:: Data for processing ::
____

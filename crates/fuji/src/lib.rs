//! # Fuji
//!
//! Thin helpers over Vulkan (through `ash`) that take the boilerplate out of
//! building graphics demo programs.
//!
//! ## Features
//!
//! - **Vertex input layouts**: describe vertex records field by field and get
//!   binding and attribute descriptions with stable location numbering
//! - **Shader stage flows**: own a set of shader modules plus their vertex
//!   input layout and expose everything a pipeline needs
//! - **Pipeline templates**: overridable pipeline creation templates with
//!   batched, all-or-nothing pipeline creation
//! - **Frame loop**: fence/semaphore sequencing for record, submit and present
//!
//! ## Quick Start
//!
//! ```rust,no_run
//! use fuji::prelude::*;
//! use nalgebra::{Vector2, Vector4};
//!
//! #[repr(C)]
//! struct Vertex {
//!     pos: Vector2<f32>,
//!     color: Vector4<f32>,
//! }
//!
//! fn build(device: ash::Device, vert: &[u8], frag: &[u8], target: PipelineTarget) -> FujiResult<()> {
//!     let modules = vec![
//!         ShaderModule::new(device.clone(), vert, vk::ShaderStageFlags::VERTEX)?,
//!         ShaderModule::new(device.clone(), frag, vk::ShaderStageFlags::FRAGMENT)?,
//!     ];
//!     let layout = VertexShaderInputLayout::new(vec![
//!         fuji::binding!(vk::VertexInputRate::VERTEX, Vertex { pos, color }),
//!     ]);
//!     let template = GraphicsPipelineCreateInfoTemplate::new(ShaderStageFlow::new(modules, layout), target)
//!         .with_fixed_function_state(FixedFunctionState::default().with_extent(vk::Extent2D { width: 800, height: 600 }));
//!     let _pipelines = create_graphics_pipelines(&device, &[&template])?;
//!     Ok(())
//! }
//! ```

pub mod config;
pub mod device;
pub mod engine;
pub mod error;
pub mod logging;
pub mod pipeline;
pub mod shader;
pub mod vertex;

#[cfg(test)]
pub(crate) mod testing;

pub use ash::vk;
#[doc(hidden)]
pub use memoffset;

pub use device::RenderDevice;
pub use error::{FujiError, FujiResult};

/// Common imports for crate users
pub mod prelude {
    pub use crate::{
        config::{Config, ConfigError, ConfigFormat, FrameConfig, ShaderConfig},
        device::RenderDevice,
        engine::{ActiveRenderPass, CommandPool, CommandRecorder, FrameLoop, FrameQueues, FrameSync, RenderPass, RenderTarget},
        error::{FujiError, FujiResult},
        pipeline::{
            create_graphics_pipelines, DynamicViewportTemplate, FixedFunctionState, GraphicsPipelineCreateInfo,
            GraphicsPipelineCreateInfoTemplate, Pipeline, PipelineLayout, PipelineTarget, PipelineTemplate,
        },
        shader::{ShaderModule, ShaderStageFlow, SHADER_ENTRY_POINT},
        vertex::{AttributeDescription, Binding, VertexFormat, VertexShaderInputLayout},
        vk,
    };
}
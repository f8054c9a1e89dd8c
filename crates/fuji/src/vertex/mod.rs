//! Vertex input description
//!
//! Record types are described field by field with the [`binding!`](crate::binding)
//! macro. Field formats come from the [`VertexFormat`] table and offsets from
//! `offset_of!`, so a layout always matches the record it describes.

mod format;
mod layout;

pub use format::VertexFormat;
pub use layout::{AttributeDescription, Binding, VertexShaderInputLayout};
//! Graphics pipeline construction
//!
//! Templates describe a pipeline; [`create_graphics_pipelines`] builds a
//! batch of them in one device call.

mod fixed_function;
mod layout;
mod template;

pub use fixed_function::FixedFunctionState;
pub use layout::PipelineLayout;
pub use template::{
    create_graphics_pipelines, DynamicViewportTemplate, GraphicsPipelineCreateInfo, GraphicsPipelineCreateInfoTemplate,
    Pipeline, PipelineTarget, PipelineTemplate,
};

____

:: Goal of the exercise ::
Return each line of the data above verbatim.

:: Answer space ::
filename crates/fuji/src/lib.rs
//! # Fuji
//!
//! Thin helpers over Vulkan (through `ash`) that take the boilerplate out of
//! building graphics demo programs.
//!
//! ## Features
//!
//! - **Vertex input layouts**: describe vertex records field by field and get
//!   binding and attribute descriptions with stable location numbering
//! - **Shader stage flows**: own a set of shader modules plus their vertex
//!   input layout and expose everything a pipeline needs
//! - **Pipeline templates**: overridable pipeline creation templates with
//!   batched, all-or-nothing pipeline creation
//! - **Frame loop**: fence/semaphore sequencing for record, submit and present
//!
//! ## Quick Start
//!
//! ```rust,no_run
//! use fuji::prelude::*;
//! use nalgebra::{Vector2, Vector4};
//!
//! #[repr(C)]
//! struct Vertex {
//!     pos: Vector2<f32>,
//!     color: Vector4<f32>,
//! }
//!
//! fn build(device: ash::Device, vert: &[u8], frag: &[u8], target: PipelineTarget) -> FujiResult<()> {
//!     let modules = vec![
//!         ShaderModule::new(device.clone(), vert, vk::ShaderStageFlags::VERTEX)?,
//!         ShaderModule::new(device.clone(), frag, vk::ShaderStageFlags::FRAGMENT)?,
//!     ];
//!     let layout = VertexShaderInputLayout::new(vec![
//!         fuji::binding!(vk::VertexInputRate::VERTEX, Vertex { pos, color }),
//!     ]);
//!     let template = GraphicsPipelineCreateInfoTemplate::new(ShaderStageFlow::new(modules, layout), target)
//!         .with_fixed_function_state(FixedFunctionState::default().with_extent(vk::Extent2D { width: 800, height: 600 }));
//!     let _pipelines = create_graphics_pipelines(&device, &[&template])?;
//!     Ok(())
//! }
//! ```

pub mod config;
pub mod device;
pub mod engine;
pub mod error;
pub mod logging;
pub mod pipeline;
pub mod shader;
pub mod vertex;

#[cfg(test)]
pub(crate) mod testing;

pub use ash::vk;
#[doc(hidden)]
pub use memoffset;

pub use device::RenderDevice;
pub use error::{FujiError, FujiResult};

/// Common imports for crate users
pub mod prelude {
    pub use crate::{
        config::{Config, ConfigError, ConfigFormat, FrameConfig, ShaderConfig},
        device::RenderDevice,
        engine::{ActiveRenderPass, CommandPool, CommandRecorder, FrameLoop, FrameQueues, FrameSync, RenderPass, RenderTarget},
        error::{FujiError, FujiResult},
        pipeline::{
            create_graphics_pipelines, DynamicViewportTemplate, FixedFunctionState, GraphicsPipelineCreateInfo,
            GraphicsPipelineCreateInfoTemplate, Pipeline, PipelineLayout, PipelineTarget, PipelineTemplate,
        },
        shader::{ShaderModule, ShaderStageFlow, SHADER_ENTRY_POINT},
        vertex::{AttributeDescription, Binding, VertexFormat, VertexShaderInputLayout},
        vk,
    };
}
repository f8054c9a1e89dd8c
filename crates/fuji/src/vertex/mod.rs
//! Vertex input description
//!
//! Record types are described field by field with the [`binding!`](crate::binding)
//! macro. Field formats come from the [`VertexFormat`] table and offsets from
//! `offset_of!`, so a layout always matches the record it describes.

mod format;
mod layout;

pub use format::VertexFormat;
pub use layout::{AttributeDescription, Binding, VertexShaderInputLayout};
//! Graphics pipeline construction
//!
//! Templates describe a pipeline; [`create_graphics_pipelines`] builds a
//! batch of them in one device call.

mod fixed_function;
mod layout;
mod template;

pub use fixed_function::FixedFunctionState;
pub use layout::PipelineLayout;
pub use template::{
    create_graphics_pipelines, DynamicViewportTemplate, GraphicsPipelineCreateInfo, GraphicsPipelineCreateInfoTemplate,
    Pipeline, PipelineTarget, PipelineTemplate,
};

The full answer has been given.